EL PASO COUNTY, Colo. — In a rare move, an El Paso County judge on Friday rejected a plea agreement for Jon Hallford, who, with his wife, allegedly let roughly 190 bodies rot inside the Return to Nature funeral home in the Colorado Springs area and sent fake ashes to grieving families.
Hallford was set to spend 20 years in prison after pleading guilty to corpse abuse.
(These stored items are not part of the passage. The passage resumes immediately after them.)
//! Descriptor passing over Unix stream sockets (`SCM_RIGHTS`).

use std::io;
use std::os::fd::{FromRawFd, OwnedFd, RawFd};

use crate::constants::MAX_FDS_PER_READ;

/// What one `recvmsg` call produced.
#[derive(Debug)]
pub struct Received {
    /// Bytes written into the caller's buffer. `0` means EOF.
    pub len: usize,
    /// Descriptors from `SCM_RIGHTS` control messages, owned.
    pub fds: Vec<OwnedFd>,
    /// The kernel dropped control data (`MSG_CTRUNC`).
    pub truncated: bool,
}

/// Receive into `buf`, collecting any attached descriptors.
///
/// Errors are returned as-is, so a non-blocking socket yields
/// `WouldBlock` for the caller's readiness loop to handle.
pub fn recvmsg_fds(sock_fd: RawFd, buf: &mut [u8]) -> io::Result<Received> {
    let fd_size = std::mem::size_of::<libc::c_int>();
    let cmsg_space =
        unsafe { libc::CMSG_SPACE((fd_size * MAX_FDS_PER_READ) as u32) } as usize;
    let mut cmsg_buf = vec![0u8; cmsg_space];

    let mut iov = libc::iovec {
        iov_base: buf.as_mut_ptr() as *mut libc::c_void,
        iov_len: buf.len(),
    };
    let mut msg = libc::msghdr {
        msg_name: std::ptr::null_mut(),
        msg_namelen: 0,
        msg_iov: &mut iov,
        msg_iovlen: 1,
        msg_control: cmsg_buf.as_mut_ptr() as *mut libc::c_void,
        msg_controllen: cmsg_buf.len() as _,
        msg_flags: 0,
    };

    #[cfg(target_os = "linux")]
    let flags = libc::MSG_CMSG_CLOEXEC;
    #[cfg(not(target_os = "linux"))]
    let flags = 0;

    let n = unsafe { libc::recvmsg(sock_fd, &mut msg, flags) };
    if n < 0 {
        return Err(io::Error::last_os_error());
    }

    // Take ownership of every descriptor first so none leak on any path.
    let mut fds = Vec::new();
    unsafe {
        let mut cmsg = libc::CMSG_FIRSTHDR(&msg);
        while !cmsg.is_null() {
            if (*cmsg).cmsg_level == libc::SOL_SOCKET && (*cmsg).cmsg_type == libc::SCM_RIGHTS {
                let data = libc::CMSG_DATA(cmsg);
                let count = ((*cmsg).cmsg_len as usize - libc::CMSG_LEN(0) as usize) / fd_size;
                for i in 0..count {
                    let fd: libc::c_int =
                        std::ptr::read_unaligned(data.add(i * fd_size) as *const libc::c_int);
                    fds.push(OwnedFd::from_raw_fd(fd));
                }
            }
            cmsg = libc::CMSG_NXTHDR(&msg, cmsg);
        }
    }

    Ok(Received {
        len: n as usize,
        fds,
        truncated: msg.msg_flags & libc::MSG_CTRUNC != 0,
    })
}

/// Send `data` with `fd` attached.
///
/// Returns the number of bytes the kernel accepted; the descriptor rides
/// with the first of them. The sender keeps its own copy of `fd`.
pub fn send_with_fd(sock_fd: RawFd, data: &[u8], fd: RawFd) -> io::Result<usize> {
    let fd_size = std::mem::size_of::<libc::c_int>();
    let cmsg_space = unsafe { libc::CMSG_SPACE(fd_size as u32) } as usize;
    let mut cmsg_buf = vec![0u8; cmsg_space];

    let mut iov = libc::iovec {
        iov_base: data.as_ptr() as *mut libc::c_void,
        iov_len: data.len(),
    };
    let msg = libc::msghdr {
        msg_name: std::ptr::null_mut(),
        msg_namelen: 0,
        msg_iov: &mut iov,
        msg_iovlen: 1,
        msg_control: cmsg_buf.as_mut_ptr() as *mut libc::c_void,
        msg_controllen: cmsg_space as _,
        msg_flags: 0,
    };

    unsafe {
        let cmsg = libc::CMSG_FIRSTHDR(&msg);
        (*cmsg).cmsg_level = libc::SOL_SOCKET;
        (*cmsg).cmsg_type = libc::SCM_RIGHTS;
        (*cmsg).cmsg_len = libc::CMSG_LEN(fd_size as u32) as _;
        let data_ptr = libc::CMSG_DATA(cmsg) as *mut libc::c_int;
        std::ptr::write_unaligned(data_ptr, fd);
    }

    #[cfg(target_os = "linux")]
    let flags = libc::MSG_NOSIGNAL;
    #[cfg(not(target_os = "linux"))]
    let flags = 0;

    let n = unsafe { libc::sendmsg(sock_fd, &msg, flags) };
    if n < 0 {
        return Err(io::Error::last_os_error());
    }
    Ok(n as usize)
}

#[cfg(all(test, unix))]
mod tests {
    use super::*;
    use std::io::{Read, Write};
    use std::os::fd::AsRawFd;
    use std::os::unix::net::UnixStream;

    #[test]
    fn test_fd_round_trip_refers_to_same_file() {
        let (a, b) = UnixStream::pair().unwrap();
        let mut file = tempfile::tempfile().unwrap();
        file.write_all(b"through the socket").unwrap();

        let sent = send_with_fd(a.as_raw_fd(), b"x", file.as_raw_fd()).unwrap();
        assert_eq!(sent, 1);

        let mut buf = [0u8; 16];
        let got = recvmsg_fds(b.as_raw_fd(), &mut buf).unwrap();
        assert_eq!(got.len, 1);
        assert_eq!(&buf[..1], b"x");
        assert_eq!(got.fds.len(), 1);
        assert!(!got.truncated);

        let mut received = std::fs::File::from(got.fds.into_iter().next().unwrap());
        use std::io::Seek;
        received.seek(std::io::SeekFrom::Start(0)).unwrap();
        let mut text = String::new();
        received.read_to_string(&mut text).unwrap();
        assert_eq!(text, "through the socket");
    }

    #[test]
    fn test_plain_bytes_have_no_fds() {
        let (mut a, b) = UnixStream::pair().unwrap();
        a.write_all(b"hello").unwrap();
        let mut buf = [0u8; 16];
        let got = recvmsg_fds(b.as_raw_fd(), &mut buf).unwrap();
        assert_eq!(&buf[..got.len], b"hello");
        assert!(got.fds.is_empty());
    }

    #[test]
    fn test_eof_reads_zero() {
        let (a, b) = UnixStream::pair().unwrap();
        drop(a);
        let mut buf = [0u8; 4];
        assert_eq!(recvmsg_fds(b.as_raw_fd(), &mut buf).unwrap().len, 0);
    }

    #[test]
    fn test_nonblocking_empty_socket_would_block() {
        let (_a, b) = UnixStream::pair().unwrap();
        b.set_nonblocking(true).unwrap();
        let mut buf = [0u8; 4];
        let err = recvmsg_fds(b.as_raw_fd(), &mut buf).unwrap_err();
        assert_eq!(err.kind(), io::ErrorKind::WouldBlock);
    }
}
Judge Eric Bentley, though, decided he “could not accept” the agreement after hearing from more than a dozen victims in court Friday calling for a harsher punishment.
“I was stunned by the articulate nature and the heartbreaking nature of what I heard this morning,” he said. “It's hard to find words to describe the conduct of the defendant that violated every norm of a civilized society and victimized grieving people at their moment of greatest vulnerability in a way that victims cannot readily recover from when trust is betrayed like that in that moment of vulnerability.”
- Denver7's Colette Bordelon has covered this case extensively and has the latest in the video player below:
Rejecting a plea agreement, Bentley said, is “reserved for the most extreme cases.” He said he’d never granted a request to reject a plea across his nine years as a judge and hundreds of cases – but that he was convinced to do so in this case when he heard from victims who said they hadn’t been heard.
“I heard an overwhelming perception that the justice that had been worked out between the attorneys was justice that didn't accurately reflect the truth of the victim's experience,” he said.

Hallford’s next hearing in the case is set for Sept. 12. If the defense withdraws his plea, the case would go to trial.
Hallford is already serving 20 years for fraud after misspending nearly $900,000 in COVID-19 pandemic relief funds.
His wife, Carie Hallford, changed her plea in the fraud case for a second time to guilty earlier this month and is scheduled to be sentenced on Dec. 3. Her sentencing in the corpse abuse case has not been scheduled.